» Work request
Take the entries below and print, exactly, the stretch from the line containing "caller, value: 0" through the line containing "(that is what a", both included.

» Input material
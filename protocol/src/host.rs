//! # Execution Host Seam
//!
//! Contracts never move value themselves. They are invoked by an execution
//! host that authenticates the caller, attaches value to the call, and
//! carries out outbound transfers on the contract's behalf.
//!
//! ```text
//!            CallContext { caller, value }
//!   host ─────────────────────────────────▶ contract
//!     ▲                                        │
//!     │  TransferHost::transfer(ledger, to, n) │
//!     └────────────────────────────────────────┘
//!              (recipient code may run here
//!               and call back into the ledger)
//! ```
//!
//! The transfer hook receives `&mut L`: exclusive access to the very
//! ledger that is mid-call. A recipient's callback re-enters the ledger
//! through it, so the ledger must have finished its own updates first.

use thiserror::Error;

use crate::amount::Wei;
use crate::identity::Address;

// ---------------------------------------------------------------------------
// Errors
// ---------------------------------------------------------------------------

/// Errors raised by the execution host.
#[derive(Debug, Clone, Error, PartialEq, Eq)]
pub enum HostError {
    /// The recipient (or the host itself) refused the transfer.
    #[error("transfer of {amount} to {to} rejected: {reason}")]
    TransferRejected {
        /// Intended recipient.
        to: Address,
        /// Amount that was being sent.
        amount: Wei,
        /// Why it was refused.
        reason: String,
    },

    /// An account cannot cover the value it tried to attach or send.
    #[error("insufficient funds in {account}: available {available}, requested {requested}")]
    InsufficientFunds {
        /// The account that came up short.
        account: Address,
        /// What it holds.
        available: Wei,
        /// What was asked of it.
        requested: Wei,
    },

    /// Crediting an account would overflow.
    #[error("balance overflow crediting {0}")]
    Overflow(Address),
}

// ---------------------------------------------------------------------------
// Call context
// ---------------------------------------------------------------------------

/// Who is calling, and what value rides along with the call.
///
/// The host guarantees that `caller` is authenticated and that `value` has
/// already been moved into the contract's custody when the call starts.
#[derive(Debug, Clone, Copy, PartialEq, Eq)]
pub struct CallContext {
    /// Authenticated caller identity.
    pub caller: Address,
    /// Value attached to the call, in wei.
    pub value: Wei,
}

impl CallContext {
    /// A call with no attached value.
    pub fn new(caller: Address) -> Self {
        Self { caller, value: 0 }
    }

    /// A call carrying `value` wei.
    pub fn with_value(caller: Address, value: Wei) -> Self {
        Self { caller, value }
    }
}

// ---------------------------------------------------------------------------
// Transfer hook
// ---------------------------------------------------------------------------

/// Outbound value transfers, performed by the host on behalf of ledger `L`.
pub trait TransferHost<L: ?Sized> {
    /// Send `amount` wei from the ledger's custody to `to`.
    ///
    /// Implementations may call back into `ledger` (that is what a
    /// reentrant recipient does). Returning an error aborts the calling
    /// operation, which then rolls back every effect it applied.
    fn transfer(&mut self, ledger: &mut L, to: &Address, amount: Wei) -> Result<(), HostError>;
}

/// A host that accepts every transfer and forgets about it.
#[derive(Debug, Default, Clone, Copy)]
pub struct NullHost;

impl<L: ?Sized> TransferHost<L> for NullHost {
    fn transfer(&mut self, _ledger: &mut L, to: &Address, amount: Wei) -> Result<(), HostError> {
        tracing::trace!(%to, amount, "null host transfer");
        Ok(())
    }
}

/// Any `FnMut(&mut L, &Address, Wei)` closure works as a host, which keeps
/// one-off hosts in tests short.
impl<L: ?Sized, F> TransferHost<L> for F
where
    F: FnMut(&mut L, &Address, Wei) -> Result<(), HostError>,
{
    fn transfer(&mut self, ledger: &mut L, to: &Address, amount: Wei) -> Result<(), HostError> {
        self(ledger, to, amount)
    }
}

// ---------------------------------------------------------------------------
// Tests
// ---------------------------------------------------------------------------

» Expected output
        Self { caller, value: 0 }
    }

    /// A call carrying `value` wei.
    pub fn with_value(caller: Address, value: Wei) -> Self {
        Self { caller, value }
    }
}

// ---------------------------------------------------------------------------
// Transfer hook
// ---------------------------------------------------------------------------

/// Outbound value transfers, performed by the host on behalf of ledger `L`.
pub trait TransferHost<L: ?Sized> {
    /// Send `amount` wei from the ledger's custody to `to`.
    ///
    /// Implementations may call back into `ledger` (that is what a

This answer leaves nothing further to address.